### What is being asked
Among the entries below, tally each line containing "Ordered"; respond with the total only.

### Data records
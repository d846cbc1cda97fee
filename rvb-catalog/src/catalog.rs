//! The owned patch catalog and its compatibility filtering operations.
//!
//! The catalog is loaded once at process start, handed by reference to every
//! component that needs it and replaced only by an explicit [Catalog::refresh]
//! call. It is never mutated in place.

use log::warn;

use crate::models::{CatalogEntry, PatchRecord};
use crate::remote::{self, CatalogError};

/// The set of patches declared by the remote manifest.
pub struct Catalog {
    entries: Vec<CatalogEntry>,
}

/// The compatible versions collected for a package.
///
/// `Any` is the degraded answer when at least one version string is not
/// dot-separated integers: a partial ordering would be misleading, so no
/// ordering is claimed at all.
#[derive(Clone, Debug, PartialEq)]
pub enum VersionList {
    /// Unique versions, ascending by numeric dot-segment comparison.
    Ordered(Vec<String>),
    Any,
}

impl VersionList {
    /// The newest version, if one can be named.
    pub fn latest(&self) -> Option<&str> {
        match self {
            Self::Ordered(versions) => versions.last().map(String::as_str),
            Self::Any => None,
        }
    }
}

impl Catalog {
    pub fn new(entries: Vec<CatalogEntry>) -> Self {
        Self { entries }
    }

    pub fn empty() -> Self {
        Self {
            entries: Vec::new(),
        }
    }

    /// Fetches the pinned manifest, degrading to the empty catalog when the
    /// fetch fails. Downstream filtering then behaves as "no patches
    /// available" rather than crashing.
    pub fn fetch_or_empty(agent: &ureq::Agent) -> Self {
        match remote::fetch_catalog(agent) {
            Ok(entries) => Self::new(entries),
            Err(err) => {
                warn!("Failed to load patch catalog, no patches will be available: {err}");
                Self::empty()
            }
        }
    }

    /// As [Catalog::fetch_or_empty], from an arbitrary manifest URL.
    pub fn fetch_or_empty_from(agent: &ureq::Agent, url: &str) -> Self {
        match remote::fetch_catalog_from(agent, url) {
            Ok(entries) => Self::new(entries),
            Err(err) => {
                warn!("Failed to load patch catalog, no patches will be available: {err}");
                Self::empty()
            }
        }
    }

    /// Re-fetches the manifest, returning a replacement catalog. The current
    /// value is untouched; the owner swaps it in explicitly.
    pub fn refresh(agent: &ureq::Agent) -> Result<Self, CatalogError> {
        remote::fetch_catalog(agent).map(Self::new)
    }

    pub fn entries(&self) -> &[CatalogEntry] {
        &self.entries
    }

    pub fn is_empty(&self) -> bool {
        self.entries.is_empty()
    }

    /// The patches applicable to the given package and version, in catalog
    /// order, as a lazy sequence recomputed on every call.
    ///
    /// An entry with no compatible-package restrictions is always yielded, as
    /// is every entry when the caller supplies neither a name nor a version.
    /// Otherwise the entry is yielded when some restriction names the given
    /// package and either carries no version list or lists the given version.
    /// Each entry is yielded at most once, even if several restrictions match.
    pub fn compatible_patches<'a>(
        &'a self,
        package_name: Option<&'a str>,
        package_version: Option<&'a str>,
    ) -> impl Iterator<Item = PatchRecord> + 'a {
        self.entries
            .iter()
            .filter(move |entry| {
                if entry.compatible_packages.is_empty()
                    || (package_name.is_none() && package_version.is_none())
                {
                    return true;
                }

                entry.compatible_packages.iter().any(|package| {
                    package_name == Some(package.name.as_str())
                        && (package.versions.is_empty()
                            || package_version
                                .is_some_and(|version| package.versions.iter().any(|v| v == version)))
                })
            })
            .map(PatchRecord::from_entry)
    }

    /// Collects the unique versions supported for `package_name` across the
    /// whole catalog, ascending by numeric dot-segment comparison.
    pub fn all_compatible_versions(&self, package_name: &str) -> VersionList {
        let mut versions: Vec<String> = Vec::new();
        for entry in &self.entries {
            for package in &entry.compatible_packages {
                if package.name == package_name {
                    for version in &package.versions {
                        if !versions.contains(version) {
                            versions.push(version.clone());
                        }
                    }
                }
            }
        }

        let mut keyed: Vec<(Vec<u64>, String)> = Vec::with_capacity(versions.len());
        for version in versions {
            match numeric_key(&version) {
                Some(key) => keyed.push((key, version)),
                None => return VersionList::Any,
            }
        }

        keyed.sort();
        VersionList::Ordered(keyed.into_iter().map(|(_, version)| version).collect())
    }

    /// Whether the patch selected by `token` is excluded by default.
    ///
    /// Scans the unfiltered patch sequence; the last record with a matching
    /// token wins, and an unknown token counts as not excluded.
    pub fn is_excluded_by_default(&self, token: &str) -> bool {
        self.compatible_patches(None, None)
            .filter(|patch| patch.token == token)
            .last()
            .map(|patch| patch.excluded_by_default)
            .unwrap_or(false)
    }
}

// "1.10.0" -> [1, 10, 0]. None when any segment is not an integer.
fn numeric_key(version: &str) -> Option<Vec<u64>> {
    version.split('.').map(|segment| segment.parse().ok()).collect()
}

### The completed task
3